Reinforcement Learning, Part 5: Overcoming the Practical Challenges of Reinforcement Learning

From the series: Reinforcement Learning

The first four videos in this series covered how great reinforcement learning is and how you can use it to solve some really hard control problems. So you may have this idea that you can essentially set up an environment, place an RL agent in it, and then let the computer solve your problem while you go off and drink a coffee or something. Unfortunately, even if you set up a perfect agent and a perfect environment and then the learning algorithm converges on a solution, there are still drawbacks to this method that we need to talk about. So in this video, I’m going to address a few possibly non-obvious problems with RL and try to provide some ways to mitigate them. Even if there aren’t straightforward ways to address some of the challenges that you’ll face, at the very least it’ll get you thinking about them. So let’s get to it. I’m Brian, and welcome to a MATLAB Tech Talk.

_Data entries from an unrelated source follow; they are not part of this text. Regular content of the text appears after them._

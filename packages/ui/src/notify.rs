/// Tell the user a request failed, the blocking way.
pub fn notify_failure(message: &str) {
    tracing::warn!("{message}");

    #[cfg(target_arch = "wasm32")]
    {
        if let Some(window) = web_sys::window() {
            if window.alert_with_message(message).is_err() {
                web_sys::console::warn_1(&message.into());
            }
        }
    }
}
use dioxus::prelude::*;

use crate::activity_log::use_activity_log;

const ACTIVITY_LOG_CSS: Asset = asset!("/assets/styling/activity_log.css");

/// Table of recent API requests, newest on top.
#[component]
pub fn ActivityLogPanel() -> Element {
    let mut log = use_activity_log();

    if !log().visible {
        return rsx! {};
    }

    let current = log();
    let shown = current.shown();
    let summary = format!(
        "{} requests, {} failed",
        current.entries.len(),
        current.failure_count()
    );

    rsx! {
        document::Stylesheet { href: ACTIVITY_LOG_CSS }

        section {
            class: "activity-log-panel",
            header {
                class: "activity-log-header",
                span { "{summary}" }
                div {
                    class: "activity-log-header-actions",
                    label {
                        class: "activity-log-filter",
                        input {
                            r#type: "checkbox",
                            checked: current.failures_only,
                            onchange: move |evt: FormEvent| log.write().failures_only = evt.checked(),
                        }
                        " Failures only"
                    }
                    button {
                        onclick: move |_| log.write().entries.clear(),
                        "Clear"
                    }
                    button {
                        onclick: move |_| log.write().visible = false,
                        "Close"
                    }
                }
            }
            div {
                class: "activity-log-entries",
                if shown.is_empty() {
                    p { class: "activity-log-empty", "No requests to show." }
                } else {
                    table {
                        class: "activity-log-table",
                        tbody {
                            for (i, entry) in shown.into_iter().enumerate() {
                                tr {
                                    key: "{i}",
                                    class: entry.level.css_class(),
                                    td {
                                        class: "activity-log-time",
                                        {entry.timestamp.unwrap_or_default()}
                                    }
                                    td { class: "activity-log-method", "{entry.method}" }
                                    td { class: "activity-log-target", "{entry.target}" }
                                    td { "{entry.outcome}" }
                                }
                            }
                        }
                    }
                }
            }
        }
    }
}

/// Navbar button opening the request table; shows the failure count once
/// anything went wrong.
#[component]
pub fn ActivityLogToggle() -> Element {
    let mut log = use_activity_log();
    let failures = log().failure_count();

    rsx! {
        button {
            class: if failures > 0 { "activity-log-toggle has-errors" } else { "activity-log-toggle" },
            onclick: move |_| {
                let visible = log().visible;
                log.write().visible = !visible;
            },
            if failures > 0 {
                "Requests ({failures} failed)"
            } else {
                "Requests"
            }
        }
    }
}
//! This crate contains all shared UI for the workspace.

use dioxus::prelude::*;

// Re-export icon library
pub use dioxus_free_icons::Icon;
pub mod icons {
    pub use dioxus_free_icons::icons::fa_solid_icons::*;
}

pub const RECORDS_CSS: Asset = asset!("/assets/records.css");

mod navbar;
pub use navbar::Navbar;

mod client;
pub use client::{use_record_client, ClientProvider, UserService};

mod notify;
pub use notify::notify_failure;

mod attribute_field;
pub use attribute_field::AttributeField;

mod action_button;
pub use action_button::ActionButton;

mod record_editor;
pub use record_editor::{action_label, RecordEditor};

mod record_table;
pub use record_table::RecordTable;

pub mod activity_log;
pub use activity_log::{log_request, use_activity_log, ActivityLog, LogLevel};

mod activity_log_panel;
pub use activity_log_panel::{ActivityLogPanel, ActivityLogToggle};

The problems that we’ll address in this video come down to two main questions: The first is once you have a learned policy, is there a way to manually adjust it if it’s not quite perfect? And the second is how do you know the solution is going to work in the first place?

Let’s start with the first question. To answer this, let’s assume that we’ve learned a policy that can get a robot to walk on two legs and we’re about to deploy this static policy onto the target hardware. Think about what this policy is mathematically. It’s made up of a neural network with possibly hundreds of thousands of weights and biases and nonlinear activation functions. The combination of these values and the structure of the network creates a complex function that maps high-level observations to low-level actions.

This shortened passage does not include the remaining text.